There were no effects of dietary (n-3) deficiency on distance swum to find the platform in the Morris maze, which is consistent with our two previous studies using this measure in this mouse population (Wainwright et al. 1994a and 1994b). These findings differ from those reported by Nakashima et al. (1993), in which (n-3)-deficient diets in mice were associated with longer latencies on this task. Inspection of their data indicates, however, that the (n-3)-deficient mice were consistently slower, even when their latency to find the platform had reached a plateau. This suggests that differences in motivation to swim, or swimming speed, rather than differences in learning ability, may have accounted for their results. In contrast, in the present study, it was the LA-(n-3) DEF group that swam the fastest. Thus, in this study, despite a range in brain DHA levels of 76-120% of control values, there was no indication that this was related to learning ability as measured by distance covered to reach the platform.
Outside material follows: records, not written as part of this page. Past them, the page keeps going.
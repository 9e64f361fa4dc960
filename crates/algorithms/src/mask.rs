//! Boolean mask growth (buffering)
//!
//! Grows a hit mask by a Euclidean radius measured between cell centers:
//! an output cell is hit when its center lies within `radius` cells of the
//! center of any input hit cell. Only edge cells (hit cells with at least one
//! un-hit 8-neighbour) need to scatter their disk, since the nearest hit cell
//! to any un-hit cell is always an edge cell.

use crate::maybe_rayon::*;
use landex_core::{Algorithm, Error, Result};
use ndarray::{s, Array2};

/// Parameters for mask growth
#[derive(Debug, Clone, Default)]
pub struct GrowParams {
    /// Radius in cells (map distance divided by pixel size)
    pub radius: f64,
}

/// Mask growth algorithm
#[derive(Debug, Clone, Default)]
pub struct Grow;

impl Algorithm for Grow {
    type Input = Array2<bool>;
    type Output = Array2<bool>;
    type Params = GrowParams;
    type Error = Error;

    fn name(&self) -> &'static str {
        "Grow"
    }

    fn description(&self) -> &'static str {
        "Grow a boolean mask by a Euclidean radius between cell centers"
    }

    fn execute(&self, input: Self::Input, params: Self::Params) -> Result<Self::Output> {
        grow(&input, params.radius)
    }
}

/// Offsets `(dr, dc)` of every cell whose center lies within `radius` cells
pub fn disk_offsets(radius: f64) -> Vec<(isize, isize)> {
    let reach = radius.floor() as isize;
    let r2 = radius * radius;
    let mut offsets = Vec::new();
    for dr in -reach..=reach {
        for dc in -reach..=reach {
            if ((dr * dr + dc * dc) as f64) <= r2 {
                offsets.push((dr, dc));
            }
        }
    }
    offsets
}

/// Grow `mask` by `radius` cells.
///
/// A radius below one cell leaves the mask unchanged. Hits never spill past
/// the array, so callers that need features just outside the grid should pad
/// first (see [`pad_cells`] and [`crop`]).
pub fn grow(mask: &Array2<bool>, radius: f64) -> Result<Array2<bool>> {
    if !radius.is_finite() || radius < 0.0 {
        return Err(Error::InvalidParameter {
            name: "radius",
            value: radius.to_string(),
            reason: "must be a finite, non-negative number of cells".to_string(),
        });
    }
    if radius < 1.0 {
        return Ok(mask.clone());
    }

    let (rows, cols) = mask.dim();
    let edges: Vec<(usize, usize)> = (0..rows)
        .into_par_iter()
        .flat_map(|row| {
            (0..cols)
                .filter(|&col| mask[(row, col)] && is_edge(mask, row, col))
                .map(|col| (row, col))
                .collect::<Vec<_>>()
        })
        .collect();

    let offsets = disk_offsets(radius);
    let mut out = mask.clone();
    for (row, col) in edges {
        for &(dr, dc) in &offsets {
            let r = row as isize + dr;
            let c = col as isize + dc;
            if r >= 0 && c >= 0 && (r as usize) < rows && (c as usize) < cols {
                out[(r as usize, c as usize)] = true;
            }
        }
    }
    Ok(out)
}

/// Whether a hit cell touches an un-hit cell or the array border
fn is_edge(mask: &Array2<bool>, row: usize, col: usize) -> bool {
    let (rows, cols) = mask.dim();
    if row == 0 || col == 0 || row + 1 == rows || col + 1 == cols {
        return true;
    }
    for r in row - 1..=row + 1 {
        for c in col - 1..=col + 1 {
            if !mask[(r, c)] {
                return true;
            }
        }
    }
    false
}

/// Cells of padding needed so features within `radius` of the grid still count
pub fn pad_cells(radius: f64) -> usize {
    if radius.is_finite() && radius >= 1.0 {
        radius.ceil() as usize
    } else {
        0
    }
}

/// Cut the `rows` x `cols` interior back out of a grid padded by `pad`
pub fn crop(padded: &Array2<bool>, pad: usize, rows: usize, cols: usize) -> Array2<bool> {
    padded.slice(s![pad..pad + rows, pad..pad + cols]).to_owned()
}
Of course, such a statement must be tempered with the awareness that the Morris maze, as used here, may not be capable of discriminating subtle dietary-induced differences in learning ability. The assessment of dietary effects on cognitive function in animals presents complex problems, and Strupp and Levitsky (1995) identify tests of cognitive flexibility as a potentially informative strategy in this regard. Our use of reversal learning in the water maze represents a simple version of such a test, in which again, we failed to show significant differences among the dietary groups.
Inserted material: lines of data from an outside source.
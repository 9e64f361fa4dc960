//! Cell value types

use num_traits::{NumCast, Zero};
use std::fmt::Debug;

/// A numeric type a [`Raster`](crate::Raster) can hold.
///
/// Integers mark nodata by an exact value. Floats also treat NaN as nodata
/// and match a declared nodata within a small tolerance, since GDAL writes
/// it back as decimal text.
pub trait RasterElement:
    Copy + Debug + PartialOrd + NumCast + Zero + Send + Sync + 'static
{
    /// Value written for nodata when none is declared
    fn default_nodata() -> Self;

    fn is_nodata(&self, nodata: Option<Self>) -> bool;

    /// Lossless widening where possible; `None` when the value has no f64 form
    fn to_f64(self) -> Option<f64> {
        NumCast::from(self)
    }
}

macro_rules! integer_element {
    ($($t:ty),*) => {$(
        impl RasterElement for $t {
            fn default_nodata() -> Self {
                <$t>::MAX
            }

            fn is_nodata(&self, nodata: Option<Self>) -> bool {
                nodata == Some(*self)
            }
        }
    )*};
}

macro_rules! float_element {
    ($($t:ty),*) => {$(
        impl RasterElement for $t {
            fn default_nodata() -> Self {
                <$t>::NAN
            }

            fn is_nodata(&self, nodata: Option<Self>) -> bool {
                self.is_nan() || nodata.map_or(false, |nd| (self - nd).abs() < <$t>::EPSILON * 100.0)
            }
        }
    )*};
}

integer_element!(i8, i16, i32, u8, u16, u32);
float_element!(f32, f64);

#[cfg(test)]
mod tests {
    use super::*;

    #[test]
    fn integer_nodata_is_exact() {
        assert!(255u8.is_nodata(Some(255)));
        assert!(!254u8.is_nodata(Some(255)));
        assert!(!255u8.is_nodata(None));
    }

    #[test]
    fn float_nan_is_always_nodata() {
        assert!(f64::NAN.is_nodata(None));
        assert!((-9999.0f32).is_nodata(Some(-9999.0)));
        assert!(!0.5f64.is_nodata(Some(-9999.0)));
    }
}
//! Raster value predicates

use serde::{Deserialize, Serialize};
use std::fmt;

/// Which raster values count as a hit.
///
/// In TOML an exact value is a bare number (`value = 80`) and a range is an
/// inline table (`value = { min = 0.0, max = 6.28 }`). Both range bounds are
/// inclusive and either may be left open.
#[derive(Debug, Clone, Copy, PartialEq, Serialize, Deserialize)]
#[serde(untagged)]
pub enum ValueSpec {
    Exact(f64),
    Range {
        #[serde(default, skip_serializing_if = "Option::is_none")]
        min: Option<f64>,
        #[serde(default, skip_serializing_if = "Option::is_none")]
        max: Option<f64>,
    },
}

impl ValueSpec {
    pub fn range(min: Option<f64>, max: Option<f64>) -> Self {
        ValueSpec::Range { min, max }
    }

    /// Whether `value` is a hit. NaN (nodata) never matches.
    pub fn matches(&self, value: f64) -> bool {
        if value.is_nan() {
            return false;
        }
        match *self {
            ValueSpec::Exact(v) => value == v,
            ValueSpec::Range { min, max } => {
                min.map_or(true, |lo| value >= lo) && max.map_or(true, |hi| value <= hi)
            }
        }
    }
}

impl From<f64> for ValueSpec {
    fn from(v: f64) -> Self {
        ValueSpec::Exact(v)
    }
}

impl fmt::Display for ValueSpec {
    fn fmt(&self, f: &mut fmt::Formatter<'_>) -> fmt::Result {
        match self {
            ValueSpec::Exact(v) => write!(f, "{}", v),
            ValueSpec::Range { min, max } => {
                let bound = |b: &Option<f64>| b.map(|v| v.to_string()).unwrap_or_default();
                write!(f, "({}-{})", bound(min), bound(max))
            }
        }
    }
}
In summary, in this study mice were fed diets with (n-6):(n-3) ratios ranging from 0.3 to 49, in which the (n-6) and (n-3) components were provided as preformed ARA and DHA, during both the pre- and postnatal periods, and continuing after weaning. Despite effects on brain fatty acid composition, there were remarkably few effects on gestation, growth and development, and learning ability. A small, but significant reduction in body and brain growth was observed in the low (n-6):(n-3) diet groups, and they swam more slowly in the water maze. Whether these findings can be attributed to the high DHA levels directly or are due to its retroconversion to EPA and subsequent effects on down regulating the conversion of LA to ARA remains to be determined. Some support for the latter interpretation is indicated by the fact that the effects in the low (n-6):(n-3) group were overcome by partial replacement of dietary LA with ARA.